(Record set begins)
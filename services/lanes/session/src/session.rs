//! Session model, configuration, and the connection-state hub.
//!
//! The hub also owns the lifecycle epoch. Every `start_session` and
//! `end_session` advances it, and asynchronous continuations (handshake
//! results, heartbeats, lane give-ups) only act while the epoch they were
//! started under is still current.

use lane_wire::now_ms;
use std::collections::{BTreeMap, BTreeSet};
use std::fmt;
use std::panic::{catch_unwind, AssertUnwindSafe};
use std::sync::atomic::{AtomicU64, Ordering};
use std::sync::{Arc, Mutex, PoisonError};
use std::time::Duration;
use tokio::sync::watch;
use tracing::{debug, error};

use crate::dispatch::Subscription;

/// Configuration for a session manager
#[derive(Clone, Debug)]
pub struct SessionConfig {
    /// Subtracted from the server heartbeat interval
    pub heartbeat_safety_margin: Duration,
    /// Floor for the computed heartbeat period
    pub min_heartbeat_interval: Duration,
    /// Client-side timeout for a single heartbeat request
    pub heartbeat_timeout: Duration,
    /// Delay before the first reconnect; doubles per consecutive failure
    pub reconnect_base_delay: Duration,
    /// Consecutive lane failures tolerated before giving up
    pub max_reconnect_attempts: u32,
    /// Protocol version tag sent with the handshake
    pub protocol_version: String,
}

impl Default for SessionConfig {
    fn default() -> Self {
        Self {
            heartbeat_safety_margin: Duration::from_secs(5),
            min_heartbeat_interval: Duration::from_secs(1),
            heartbeat_timeout: Duration::from_secs(10),
            reconnect_base_delay: Duration::from_secs(1),
            max_reconnect_attempts: 5,
            protocol_version: "1.0".to_string(),
        }
    }
}

/// An established session, as advertised by the handshake
#[derive(Clone, Debug, PartialEq, Eq)]
pub struct Session {
    /// Server-issued session identifier
    pub session_id: String,
    /// Expiry in epoch milliseconds
    pub expires_at: u64,
    /// Server heartbeat interval in milliseconds
    pub heartbeat_interval_ms: u64,
    /// Lane name to lane URL
    pub lanes: BTreeMap<String, String>,
    /// Feature flags advertised by the server
    pub features: BTreeSet<String>,
    /// Wallet identity the session belongs to
    pub wallet_identity: Option<String>,
}

impl Session {
    /// Whether the session is still within its lifetime at `now_ms`
    pub fn is_active_at(&self, now_ms: u64) -> bool {
        now_ms < self.expires_at
    }

    /// Whether the session is still within its lifetime right now
    pub fn is_active(&self) -> bool {
        self.is_active_at(now_ms())
    }
}

/// Global connection state of a session manager
#[derive(Clone, Copy, Debug, PartialEq, Eq, Hash, Default)]
pub enum ConnectionState {
    /// No session
    #[default]
    Disconnected,
    /// Handshake in flight
    Connecting,
    /// Session established, lanes opened
    Connected,
    /// Handshake failed or lanes gave up reconnecting
    Error,
}

impl ConnectionState {
    /// Lowercase name
    pub fn as_str(self) -> &'static str {
        match self {
            ConnectionState::Disconnected => "disconnected",
            ConnectionState::Connecting => "connecting",
            ConnectionState::Connected => "connected",
            ConnectionState::Error => "error",
        }
    }
}

impl fmt::Display for ConnectionState {
    fn fmt(&self, f: &mut fmt::Formatter<'_>) -> fmt::Result {
        f.write_str(self.as_str())
    }
}

/// Callback invoked on every connection state change
pub type StateHandler = Arc<dyn Fn(ConnectionState) + Send + Sync>;

/// Lifecycle epoch plus connection state with change notification
pub(crate) struct Lifecycle {
    epoch: Mutex<u64>,
    state_tx: watch::Sender<ConnectionState>,
    handlers: Mutex<Vec<(u64, StateHandler)>>,
    next_handler_id: AtomicU64,
}

impl Lifecycle {
    pub(crate) fn new() -> Self {
        let (state_tx, _) = watch::channel(ConnectionState::Disconnected);
        Self {
            epoch: Mutex::new(0),
            state_tx,
            handlers: Mutex::new(Vec::new()),
            next_handler_id: AtomicU64::new(1),
        }
    }

    fn lock_epoch(&self) -> std::sync::MutexGuard<'_, u64> {
        self.epoch.lock().unwrap_or_else(PoisonError::into_inner)
    }

    /// Advance the epoch, invalidating every pending continuation
    pub(crate) fn advance(&self) -> u64 {
        let mut epoch = self.lock_epoch();
        *epoch += 1;
        *epoch
    }

    pub(crate) fn current(&self) -> u64 {
        *self.lock_epoch()
    }

    pub(crate) fn is_current(&self, epoch: u64) -> bool {
        self.current() == epoch
    }

    pub(crate) fn state(&self) -> ConnectionState {
        *self.state_tx.borrow()
    }

    pub(crate) fn watch(&self) -> watch::Receiver<ConnectionState> {
        self.state_tx.subscribe()
    }

    /// Unconditionally move to `state`
    pub(crate) fn set_state(&self, state: ConnectionState) {
        if self.store(state) {
            self.notify(state);
        }
    }

    /// Move to `state` only if `epoch` is still current. Returns whether the
    /// epoch matched.
    pub(crate) fn set_state_if_current(&self, epoch: u64, state: ConnectionState) -> bool {
        let changed = {
            let current = self.lock_epoch();
            if *current != epoch {
                debug!(
                    "Discarding stale transition to {} (epoch {} != {})",
                    state, epoch, *current
                );
                return false;
            }
            self.store(state)
        };
        if changed {
            self.notify(state);
        }
        true
    }

    fn store(&self, state: ConnectionState) -> bool {
        self.state_tx.send_if_modified(|current| {
            if *current == state {
                false
            } else {
                *current = state;
                true
            }
        })
    }

    fn notify(&self, state: ConnectionState) {
        debug!("Connection state -> {}", state);
        let handlers: Vec<StateHandler> = self
            .handlers
            .lock()
            .unwrap_or_else(PoisonError::into_inner)
            .iter()
            .map(|(_, h)| Arc::clone(h))
            .collect();
        for handler in handlers {
            if catch_unwind(AssertUnwindSafe(|| handler(state))).is_err() {
                error!("Connection state handler panicked on {}", state);
            }
        }
    }

    pub(crate) fn subscribe(self: &Arc<Self>, handler: StateHandler) -> Subscription {
        let id = self.next_handler_id.fetch_add(1, Ordering::Relaxed);
        self.handlers
            .lock()
            .unwrap_or_else(PoisonError::into_inner)
            .push((id, handler));

        let weak = Arc::downgrade(self);
        Subscription::new(move || {
            if let Some(lifecycle) = weak.upgrade() {
                lifecycle
                    .handlers
                    .lock()
                    .unwrap_or_else(PoisonError::into_inner)
                    .retain(|(hid, _)| *hid != id);
            }
        })
    }
}
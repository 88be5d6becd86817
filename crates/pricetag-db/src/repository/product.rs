//! # Product Repository
//!
//! Products are the anchors that price points hang off. A product is found
//! either by its generated id or by the barcode printed on its tag.
//!
//! ```text
//! ┌──────────────────────────────────────────────┐
//! │ products                                     │
//! │                                              │
//! │ id (uuid) │ name            │ barcode        │
//! │ 6f1c…     │ Молоко 2.5% 1л  │ 4607025392244  │ ◄─ get_by_barcode
//! │ 9a02…     │ Хлеб белый      │ NULL           │
//! └──────────────────────────────────────────────┘
//! ```

use chrono::{DateTime, Utc};
use serde::Serialize;
use sqlx::SqlitePool;
use tracing::debug;
use uuid::Uuid;

use crate::error::{DbError, DbResult};
use pricetag_core::validation::validate_barcode;
use pricetag_core::ValidationError;

/// A tracked product.
#[derive(Debug, Clone, PartialEq, Serialize, sqlx::FromRow)]
#[serde(rename_all = "camelCase")]
pub struct Product {
    pub id: String,
    pub name: String,
    pub barcode: Option<String>,
    pub created_at: DateTime<Utc>,
    pub updated_at: DateTime<Utc>,
}

/// Repository for product database operations.
#[derive(Debug, Clone)]
pub struct ProductRepository {
    pool: SqlitePool,
}

impl ProductRepository {
    /// Creates a new ProductRepository.
    pub fn new(pool: SqlitePool) -> Self {
        ProductRepository { pool }
    }

    /// Creates a product.
    ///
    /// ## Returns
    /// * `Err(DbError::Invalid)` - blank name or malformed barcode
    /// * `Err(DbError::UniqueViolation)` - barcode already registered
    pub async fn create(&self, name: &str, barcode: Option<&str>) -> DbResult<Product> {
        let name = name.trim();
        if name.is_empty() {
            return Err(ValidationError::Required {
                field: "name".to_string(),
            }
            .into());
        }
        if let Some(code) = barcode {
            validate_barcode(code)?;
        }

        let now = Utc::now();
        let product = Product {
            id: generate_product_id(),
            name: name.to_string(),
            barcode: barcode.map(str::to_string),
            created_at: now,
            updated_at: now,
        };

        debug!(id = %product.id, barcode = ?product.barcode, "Inserting product");

        sqlx::query(
            r#"
            INSERT INTO products (id, name, barcode, created_at, updated_at)
            VALUES (?1, ?2, ?3, ?4, ?5)
            "#,
        )
        .bind(&product.id)
        .bind(&product.name)
        .bind(&product.barcode)
        .bind(product.created_at)
        .bind(product.updated_at)
        .execute(&self.pool)
        .await
        .map_err(|e| match DbError::from(e) {
            DbError::UniqueViolation { .. } => {
                DbError::duplicate("barcode", product.barcode.clone().unwrap_or_default())
            }
            other => other,
        })?;

        Ok(product)
    }

    /// Gets a product by its ID.
    pub async fn get_by_id(&self, id: &str) -> DbResult<Option<Product>> {
        let product = sqlx::query_as::<_, Product>(
            r#"
            SELECT id, name, barcode, created_at, updated_at
            FROM products
            WHERE id = ?1
            "#,
        )
        .bind(id)
        .fetch_optional(&self.pool)
        .await?;

        Ok(product)
    }

    /// Gets a product by barcode.
    pub async fn get_by_barcode(&self, barcode: &str) -> DbResult<Option<Product>> {
        let product = sqlx::query_as::<_, Product>(
            r#"
            SELECT id, name, barcode, created_at, updated_at
            FROM products
            WHERE barcode = ?1
            "#,
        )
        .bind(barcode)
        .fetch_optional(&self.pool)
        .await?;

        Ok(product)
    }

    /// Lists products sorted by name.
    pub async fn list(&self, limit: u32) -> DbResult<Vec<Product>> {
        let products = sqlx::query_as::<_, Product>(
            r#"
            SELECT id, name, barcode, created_at, updated_at
            FROM products
            ORDER BY name, id
            LIMIT ?1
            "#,
        )
        .bind(limit)
        .fetch_all(&self.pool)
        .await?;

        debug!(count = products.len(), "Listed products");
        Ok(products)
    }

    /// Counts all products.
    pub async fn count(&self) -> DbResult<i64> {
        let count: i64 = sqlx::query_scalar("SELECT COUNT(*) FROM products")
            .fetch_one(&self.pool)
            .await?;

        Ok(count)
    }
}

/// Generates a new product ID (UUID v4).
pub fn generate_product_id() -> String {
    Uuid::new_v4().to_string()
}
(Record set ends)
Assignment: Among the records above, extract exactly the lines from the line with "asynchronous continuations (handshake" to the line with "in epoch milliseconds", both lines included, and leave out the rest.

Output for this task:
//! `end_session` advances it, and asynchronous continuations (handshake
//! results, heartbeats, lane give-ups) only act while the epoch they were
//! started under is still current.

use lane_wire::now_ms;
use std::collections::{BTreeMap, BTreeSet};
use std::fmt;
use std::panic::{catch_unwind, AssertUnwindSafe};
use std::sync::atomic::{AtomicU64, Ordering};
use std::sync::{Arc, Mutex, PoisonError};
use std::time::Duration;
use tokio::sync::watch;
use tracing::{debug, error};

use crate::dispatch::Subscription;

/// Configuration for a session manager
#[derive(Clone, Debug)]
pub struct SessionConfig {
    /// Subtracted from the server heartbeat interval
    pub heartbeat_safety_margin: Duration,
    /// Floor for the computed heartbeat period
    pub min_heartbeat_interval: Duration,
    /// Client-side timeout for a single heartbeat request
    pub heartbeat_timeout: Duration,
    /// Delay before the first reconnect; doubles per consecutive failure
    pub reconnect_base_delay: Duration,
    /// Consecutive lane failures tolerated before giving up
    pub max_reconnect_attempts: u32,
    /// Protocol version tag sent with the handshake
    pub protocol_version: String,
}

impl Default for SessionConfig {
    fn default() -> Self {
        Self {
            heartbeat_safety_margin: Duration::from_secs(5),
            min_heartbeat_interval: Duration::from_secs(1),
            heartbeat_timeout: Duration::from_secs(10),
            reconnect_base_delay: Duration::from_secs(1),
            max_reconnect_attempts: 5,
            protocol_version: "1.0".to_string(),
        }
    }
}

/// An established session, as advertised by the handshake
#[derive(Clone, Debug, PartialEq, Eq)]
pub struct Session {
    /// Server-issued session identifier
    pub session_id: String,
    /// Expiry in epoch milliseconds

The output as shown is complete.